1. Viêt Nam is a high-context culture.
If English is your first language, you most-likely hold the passport of a country in which the predominant culture is “low-context”. This explains a LOT, once you know what “low- and high-context” means:
For low context cultures, the exact meaning of words is important, in comparison to high context cultures which put the focus not just on what people say, but when, where, and how they say it, and even what they do not say at all. A lot of meaning is implicit, while the social setting and personal impressions play an important role in building trust and understanding. To put it simply, people from high context cultures tend to leave some things unsaid, while people from low context cultures are quite direct and mean what they say as they said it.
Translation: It’s more than a different country and culture, it’s a different fucking planet.
2. Face is more important — and different — than you imagine.
I spent many hours reading “Thể Diện”: The Vietnamese Concept of Face, a ~200 page doctoral thesis, and found it very enlightening.
A few high points:
“The idea of an ‘individual’ striving for his/her own benefits is disturbing to the common Vietnamese mind. Instead, ‘individual’ is expected to create harmony with people and the surrounding environment.” (p.24)
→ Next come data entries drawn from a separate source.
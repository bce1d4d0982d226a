//! Maps budget classes onto the view tree without rebuilding what already exists.
//!
//! Each class owns at most one container, one disclosure button and one
//! disclosure content node for the life of the page. The reconciler keeps its
//! own id -> handles map instead of searching the tree.

use crate::aggregator::ClassSummary;
use crate::config::RefreshPolicy;
use crate::schema::{BudgetClass, ClassType};
use crate::timeseries::ClassSeries;
use crate::utils::{format_currency, format_date_in};
use crate::view::{NodeId, NodeKind, TableRow, Tone, ViewNode, ViewTree};
use chrono::FixedOffset;
use log::{debug, warn};
use std::collections::HashMap;

pub const CHART_TITLE: &str = "Total Over Time (across current cycle)";
const HISTORY_HEADERS: [&str; 4] = ["Date", "Price", "Vendor", "Description"];

/// Everything the reconciler needs to know about one class for this pass.
#[derive(Debug, Clone, Copy)]
pub struct ClassView<'a> {
    pub class: &'a BudgetClass,
    pub summary: &'a ClassSummary,
    pub series: Option<&'a ClassSeries>,
}

#[derive(Debug, Clone, Copy, PartialEq, Eq)]
pub enum Placement {
    Expenses,
    Income,
    /// Classes of unknown type are built but never attached to the page.
    Detached,
}

#[derive(Debug, Clone, Copy, PartialEq, Eq)]
pub struct ClassHandles {
    pub placement: Placement,
    pub container: NodeId,
    pub button: Option<NodeId>,
    pub content: Option<NodeId>,
}

#[derive(Debug, Clone, Copy, Default, PartialEq, Eq)]
pub struct ReconcileReport {
    pub nodes_created: usize,
    pub classes_built: usize,
    pub classes_patched: usize,
}

pub struct ViewReconciler {
    expenses: NodeId,
    income: NodeId,
    policy: RefreshPolicy,
    offset: FixedOffset,
    handles: HashMap<String, ClassHandles>,
}

impl ViewReconciler {
    pub fn new(expenses: NodeId, income: NodeId, policy: RefreshPolicy, offset: FixedOffset) -> Self {
        Self {
            expenses,
            income,
            policy,
            offset,
            handles: HashMap::new(),
        }
    }

    pub fn handles(&self, class_id: &str) -> Option<&ClassHandles> {
        self.handles.get(class_id)
    }

    pub fn tracked(&self) -> usize {
        self.handles.len()
    }

    pub fn reconcile(&mut self, tree: &mut ViewTree, views: &[ClassView<'_>]) -> ReconcileReport {
        let before = tree.created();
        let mut report = ReconcileReport::default();

        for view in views {
            let built = self.reconcile_class(tree, view);
            if built {
                report.classes_built += 1;
            } else if self.policy == RefreshPolicy::Live {
                report.classes_patched += 1;
            }
        }

        report.nodes_created = tree.created() - before;
        report
    }

    /// Returns true when the class's content was constructed on this pass.
    fn reconcile_class(&mut self, tree: &mut ViewTree, view: &ClassView<'_>) -> bool {
        let class = view.class;
        let mut handles = match self.handles.get(&class.id) {
            Some(handles) => *handles,
            None => self.build_container(tree, class),
        };

        match handles.button {
            None => {
                let button = tree.insert_child(
                    handles.container,
                    ViewNode::new(NodeKind::DisclosureButton {
                        title: class.name.clone(),
                        indicator: view.summary.indicator_text(),
                        expanded: false,
                    })
                    .keyed(format!("{}_btn", class.id))
                    .toned(class_tone(&class.class_type)),
                );
                handles.button = Some(button);
            }
            Some(button) if self.policy == RefreshPolicy::Live => {
                tree.set_indicator(button, view.summary.indicator_text());
            }
            Some(_) => {}
        }

        let built = match handles.content {
            None => {
                let content = tree.insert_child(
                    handles.container,
                    ViewNode::new(NodeKind::DisclosureContent).keyed(format!("{}_content", class.id)),
                );
                self.fill_content(tree, content, view);
                handles.content = Some(content);
                debug!("Built view for class {} ({})", class.id, class.name);
                true
            }
            Some(content) if self.policy == RefreshPolicy::Live => {
                tree.clear_children(content);
                self.fill_content(tree, content, view);
                false
            }
            Some(_) => false,
        };

        self.handles.insert(class.id.clone(), handles);
        built
    }

    fn build_container(&self, tree: &mut ViewTree, class: &BudgetClass) -> ClassHandles {
        let node = ViewNode::new(NodeKind::Container)
            .keyed(class.id.clone())
            .toned(class_tone(&class.class_type));
        let (placement, container) = match class.class_type {
            ClassType::Expense => (Placement::Expenses, tree.insert_child(self.expenses, node)),
            ClassType::Income => (Placement::Income, tree.insert_child(self.income, node)),
            ClassType::Other(ref raw) => {
                warn!("Found budget class of unknown type '{}': {}", raw, class.id);
                (Placement::Detached, tree.insert(node))
            }
        };

        ClassHandles {
            placement,
            container,
            button: None,
            content: None,
        }
    }

    fn fill_content(&self, tree: &mut ViewTree, content: NodeId, view: &ClassView<'_>) {
        let class = view.class;

        tree.insert_child(content, ViewNode::text(class.description.clone()));
        if let Some(status) = &view.summary.target {
            tree.insert_child(
                content,
                ViewNode::text(status.message()).toned(status.outlook.into()),
            );
        }

        if class.history.is_empty() {
            tree.insert_child(content, ViewNode::text(""));
        } else {
            let rows = class
                .sorted_history()
                .into_iter()
                .map(|t| {
                    let mut price = format_currency(t.price);
                    if t.recurring {
                        price.push_str(" (R)");
                    }
                    TableRow {
                        key: Some(t.id.clone()),
                        cells: vec![
                            format_date_in(t.timestamp, self.offset),
                            price,
                            t.vendor.clone(),
                            t.description.clone(),
                        ],
                        href: Some(format!("editt.html?transaction_id={}", t.id)),
                    }
                })
                .collect();
            tree.insert_child(
                content,
                ViewNode::new(NodeKind::Table {
                    headers: HISTORY_HEADERS.iter().map(|h| h.to_string()).collect(),
                    rows,
                })
                .toned(class_tone(&class.class_type)),
            );
        }

        if let Some(series) = view.series {
            tree.insert_child(
                content,
                ViewNode::new(NodeKind::Chart {
                    title: CHART_TITLE.to_string(),
                    series: series.clone(),
                })
                .keyed(format!("{}_chart1", class.id)),
            );
        }

        tree.insert_child(
            content,
            ViewNode::new(NodeKind::Action {
                label: "Edit Class".to_string(),
                href: format!("editc.html?class_id={}", class.id),
            })
            .keyed(format!("{}_btn_edit", class.id)),
        );
    }
}

fn class_tone(class_type: &ClassType) -> Tone {
    match class_type {
        ClassType::Expense => Tone::Expense,
        ClassType::Income => Tone::Income,
        ClassType::Other(_) => Tone::Neutral,
    }
}

#[cfg(test)]
mod tests {
    use super::*;
    use crate::aggregator::Aggregator;
    use crate::schema::{Target, Transaction};
    use crate::utils::utc_offset;
    use std::collections::BTreeMap;

    fn transaction(id: &str, price: f64, timestamp: i64) -> Transaction {
        Transaction {
            id: id.to_string(),
            class_id: String::new(),
            price,
            vendor: "Shop".to_string(),
            description: String::new(),
            timestamp,
            recurring: false,
        }
    }

    fn class(id: &str, class_type: ClassType, history: Vec<Transaction>) -> BudgetClass {
        BudgetClass {
            id: id.to_string(),
            name: id.to_uppercase(),
            description: format!("{} description", id),
            class_type,
            keywords: vec![],
            target: None,
            history,
        }
    }

    fn setup(policy: RefreshPolicy) -> (ViewTree, ViewReconciler) {
        let mut tree = ViewTree::new();
        let expenses = tree.insert(ViewNode::new(NodeKind::Section).keyed("bclass_expenses"));
        let income = tree.insert(ViewNode::new(NodeKind::Section).keyed("bclass_income"));
        let reconciler = ViewReconciler::new(expenses, income, policy, utc_offset());
        (tree, reconciler)
    }

    fn pass(tree: &mut ViewTree, reconciler: &mut ViewReconciler, classes: &[BudgetClass]) -> ReconcileReport {
        let per_class: BTreeMap<String, ClassSummary> = Aggregator::new(classes).per_class();
        let views: Vec<ClassView<'_>> = classes
            .iter()
            .map(|c| ClassView {
                class: c,
                summary: &per_class[&c.id],
                series: None,
            })
            .collect();
        reconciler.reconcile(tree, &views)
    }

    fn content_lines(tree: &ViewTree, reconciler: &ViewReconciler, id: &str) -> Vec<String> {
        let content = reconciler.handles(id).unwrap().content.unwrap();
        tree.text_lines(content)
    }

    #[test]
    fn test_places_classes_by_type() {
        let (mut tree, mut reconciler) = setup(RefreshPolicy::Frozen);
        let classes = vec![
            class("food", ClassType::Expense, vec![]),
            class("pay", ClassType::Income, vec![]),
            class("odd", ClassType::Other("x".to_string()), vec![]),
        ];
        pass(&mut tree, &mut reconciler, &classes);

        assert_eq!(reconciler.handles("food").unwrap().placement, Placement::Expenses);
        assert_eq!(reconciler.handles("pay").unwrap().placement, Placement::Income);
        assert_eq!(reconciler.handles("odd").unwrap().placement, Placement::Detached);
        assert_eq!(tree.children(reconciler.expenses).len(), 1);
        assert_eq!(tree.children(reconciler.income).len(), 1);

        let food = reconciler.handles("food").unwrap();
        assert_eq!(tree.find_keyed(reconciler.expenses, "food_btn"), food.button);
        assert_eq!(tree.find_keyed(reconciler.expenses, "food_content"), food.content);
        assert!(tree.find_keyed(reconciler.expenses, "food_btn_edit").is_some());
    }

    #[test]
    fn test_second_pass_creates_nothing() {
        let (mut tree, mut reconciler) = setup(RefreshPolicy::Frozen);
        let classes = vec![
            class("food", ClassType::Expense, vec![transaction("t1", 5.0, 100)]),
            class("pay", ClassType::Income, vec![]),
            class("odd", ClassType::Other("x".to_string()), vec![]),
        ];

        let first = pass(&mut tree, &mut reconciler, &classes);
        let count = tree.len();
        let second = pass(&mut tree, &mut reconciler, &classes);

        assert!(first.nodes_created > 0);
        assert_eq!(first.classes_built, 3);
        assert_eq!(second.nodes_created, 0);
        assert_eq!(second.classes_built, 0);
        assert_eq!(tree.len(), count);
        assert_eq!(reconciler.tracked(), 3);
    }

    #[test]
    fn test_frozen_content_keeps_first_history() {
        let (mut tree, mut reconciler) = setup(RefreshPolicy::Frozen);
        let first = vec![class("food", ClassType::Expense, vec![transaction("t1", 5.0, 100)])];
        pass(&mut tree, &mut reconciler, &first);

        let second = vec![class(
            "food",
            ClassType::Expense,
            vec![transaction("t1", 5.0, 100), transaction("t2", 7.0, 200)],
        )];
        pass(&mut tree, &mut reconciler, &second);

        let lines = content_lines(&tree, &reconciler, "food");
        assert!(lines.iter().any(|l| l.contains("$5.00")));
        assert!(!lines.iter().any(|l| l.contains("$7.00")));

        let button = reconciler.handles("food").unwrap().button.unwrap();
        assert_eq!(tree.text_lines(button), vec!["FOOD $5.00"]);
    }

    #[test]
    fn test_live_policy_patches_in_place() {
        let (mut tree, mut reconciler) = setup(RefreshPolicy::Live);
        let first = vec![class("food", ClassType::Expense, vec![transaction("t1", 5.0, 100)])];
        pass(&mut tree, &mut reconciler, &first);

        let handles = *reconciler.handles("food").unwrap();
        let button = handles.button.unwrap();
        tree.toggle(button);

        let second = vec![class(
            "food",
            ClassType::Expense,
            vec![transaction("t1", 5.0, 100), transaction("t2", 7.0, 200)],
        )];
        let report = pass(&mut tree, &mut reconciler, &second);

        assert_eq!(report.classes_patched, 1);
        assert_eq!(*reconciler.handles("food").unwrap(), handles);
        assert!(tree.is_expanded(button));
        assert_eq!(tree.text_lines(button), vec!["FOOD $12.00"]);
        let lines = content_lines(&tree, &reconciler, "food");
        assert!(lines.iter().any(|l| l.contains("$7.00")));
    }

    #[test]
    fn test_content_layout() {
        let (mut tree, mut reconciler) = setup(RefreshPolicy::Frozen);
        let mut food = class(
            "food",
            ClassType::Expense,
            vec![transaction("old", 5.0, 0), transaction("new", 7.0, 86_400 * 2)],
        );
        food.history[1].recurring = true;
        food.target = Some(Target::dollar(20.0));
        pass(&mut tree, &mut reconciler, &[food]);

        let lines = content_lines(&tree, &reconciler, "food");
        assert_eq!(
            lines,
            vec![
                "food description",
                "This class is under the target by $8.00.",
                "Date | Price | Vendor | Description",
                "1970-1-3 | $7.00 (R) | Shop | ",
                "1970-1-1 | $5.00 | Shop | ",
                "Edit Class",
            ]
        );
    }
}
“… consequences of face gain or face loss are not only on the person himself/herself but more importantly, on his/her family and close persons.” (p. 27)
“… one is responsible for the thể diện of other people.” (p. 103)
“… attributes culturally appreciated by the Westerners such as honesty and straightforwardness are likely to be considered immature and ‘without face’.” (p. 29)
“… it is useful for a Westerner to know that often Vietnamese people base their evaluations and decisions on emotion rather than on rational grounds.” (p. 195)
“… the Vietnamese are in line with other Asian Confucian people in the preference of relationship over truth in communication.” (p.31)
“They believed that teachers should never say to their students that they could not answer students’ questions, even if the issues were about another professional area, as it would mean serious loss of thể diện.”(p. 126)
The above seven points only scratch the surface of what I find to be a fascinating topic.
Once I’ve had a chance to review the thesis and my notes again, I will post an article based on the thesis with a more complete picture. I looked for other scholarly papers and information on the specific topic of Vietnamese face, but found nothing.
3. Xin loi means “sorry”, though that often doesn’t mean what you’d think.
You know how people of a certain generation say, “Sorry, not sorry.”?
Here, it’s shortened to “sorry”.
4. Coffee Money
If you get traffic-stopped by the police for speeding or riding/driving erratically, it will usually cost 200,000 VND (US$8) to 1 million VND (US$40) to keep from having your vehicle confiscated and going to court. We call it “coffee money”. I’ve never met anyone who’s actually gone to traffic court.
Note: The traffic laws got a LOT more strict on 1 January 2025, and I haven’t yet found anyone who’s been stopped and paid coffee money. I’m guessing the rates have gone up, though until I have anecdotal evidence, I’ll stick with the previous numbers.
If you have a problem for which you want to go to the police, be unsurprised if they are reluctant to get involved. This could be a hint that some coffee money may help increase their interest. For example, let’s say your soon-to-be-ex-girlfriend took money from you without you offering it. IF you can get the police interested, she may be able to return them to disinterested with a higher figure. At which point you can either walk away or ante up again. If you walk away, know that there are no refunds of coffee money (see #12 below). Or anything else in Viêt Nam.
5. The average waitstaff makes ~US$8 for a 12-hour day;
99% of masseuses make only what you tip them.
Most Vietnamese people either live pretty much hand-to-mouth or have little to no disposable income. My guess is that tipping isn’t in the culture because almost no one can afford to. As a guest (without citizenship, you are a guest), you are not a product of the culture, and this is one of the few times I recommend going contrary to the culture — even if tipping is not part of your home country’s culture. The recipient will appreciate it very much.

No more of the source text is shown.